Pero la locura por la virginidad de estas mentes no llega hasta allí. Se nos dice que el himen de María no fue roto cuando dio a luz a Jesús. O sea, ya no sólo es importante la ausencia de relaciones sexuales para determinar la calidad moral de una persona, ¡hasta esa capita delgada y frágil de tejido que está en la vagina de María es tan sagrada que ni el paso del mismo Hijo de Dios pudo destruirla! ¿Por qué es tan importante ese tejido para una religión que (se supone) predica el amor al prójimo? ¿Cómo fortalece este asunto al "Amarás a Dios sobre todas las cosas y a tu prójimo como a ti mismo"?

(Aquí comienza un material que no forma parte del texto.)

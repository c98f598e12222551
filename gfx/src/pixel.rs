use bytemuck::{Pod, Zeroable};

/// 32-bit color value, byte order r, g, b, a in memory.
///
/// Matches the pixel layout of the game's raw image dumps, so buffers
/// of these can be written to disk as-is.
#[repr(C)]
#[derive(Copy, Clone, Default, Eq, PartialEq, Hash, Debug, Pod, Zeroable)]
pub struct Rgba {
    pub r: u8,
    pub g: u8,
    pub b: u8,
    pub a: u8,
}

impl Rgba {
    pub const fn new(r: u8, g: u8, b: u8) -> Self {
        Rgba { r, g, b, a: 0xff }
    }
}

/// The 16-color CGA palette the game's art is drawn in.
///
/// Indexed atlas pixels carry a palette index in their low 4 bits.
pub const CGA_PALETTE: [Rgba; 16] = [
    Rgba::new(0x00, 0x00, 0x00), // 0 black
    Rgba::new(0x00, 0x00, 0xaa), // 1 blue
    Rgba::new(0x00, 0xaa, 0x00), // 2 green
    Rgba::new(0x00, 0xaa, 0xaa), // 3 cyan
    Rgba::new(0xaa, 0x00, 0x00), // 4 red
    Rgba::new(0xaa, 0x00, 0xaa), // 5 magenta
    Rgba::new(0xaa, 0x55, 0x00), // 6 brown
    Rgba::new(0xaa, 0xaa, 0xaa), // 7 light grey
    Rgba::new(0x55, 0x55, 0x55), // 8 dark grey
    Rgba::new(0x55, 0x55, 0xff), // 9 light blue
    Rgba::new(0x55, 0xff, 0x55), // a light green
    Rgba::new(0x55, 0xff, 0xff), // b light cyan
    Rgba::new(0xff, 0x55, 0x55), // c light red
    Rgba::new(0xff, 0x55, 0xff), // d light magenta
    Rgba::new(0xff, 0xff, 0x55), // e yellow
    Rgba::new(0xff, 0xff, 0xff), // f white
];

En conclusión, podemos ver que el dogma de la virginidad de María después de la concepción de Jesús fue creado (y es actualmente sostenido) por personas de mente estrecha y bastante primitiva (pero muy ingeniosa e imaginativa, como toda mente que produce bellas mitologías) que fue incapaz de comprender la verdadera importancia de la revolución espiritual que significaba el cristianismo en sus orígenes y que se quedó estancada en rituales y cánones absurdos, con nulo significado, pero con los que nos siguen fastidiando hasta la fecha.

Ver más sobre el pecado y la sexualidad aquí.

5 comentarios:

Raúl H. Pérez dijo...

Nada más una sugerencia:

Creo que no estaría mal citar tus fuentes (imagino que algunas fueron libros del buen Rius) para que así las "buenas conciencias" no te ataquen con aquello de "desvaríos de un enemigo de la Iglesia"... ya sabes cómo son esos idólatras.

Un saludo Mike y que tengas un divertido año 2008.

Balam Mandos dijo...

Decía Voltaire que era una locura de la mente humana ver a la virginidad como una virtud y no como la berrera que separa la ignorancia del conocimiento. Saludos.

Ego sum qui sum dijo...

Bueno, en realidad no he leído nada de Rius al respecto. Sólo he leído los Evangelios Canónicos, algunos Apócrifos y un poco de historia por aquí y por allá.

Voltaire tiene toda la razón.

Gracias, a uds también les deseo un gran año.

TORK dijo...

Me recuerdas una serie de discusiones en un foro católico en el cual uno de los participantes, ya en estado de furia, estaba aferrado a que su interlocutor proclamara (so pena de tacharlo de no católico) que el himen de María se había conservado intacto en todo momento.

Un compa ateo bromea que, si María fue siempre virgen, parió a Jesús por el culo.

Eureka dijo...

El pecado del que nace libre María es "el pecado Original" segun dice la biblia, por voluntad de dios para engendrar en ella su hijo, no "el sexo". El sexo no fue condenado por dios segun el genesis... Fue la desobediencia al comer el fruto prohibido. Como en todas las religiones se repite el hecho: heroe nacido de Virgen, salvador y sabio, engendrado por la divinidad, que elige el camino difícil a pesar de saber que le llevará a la muerte. Como tantos otros héroes de la mitologia griega, sumeria, egipcia... Etc, etc.... María se libró de morir lapidada, como algunas vestales y otras tantas mujeres de la época, seguramente se trataba de alguien de familia influyente. Ella sola no pudo convencer a tantos de algo así.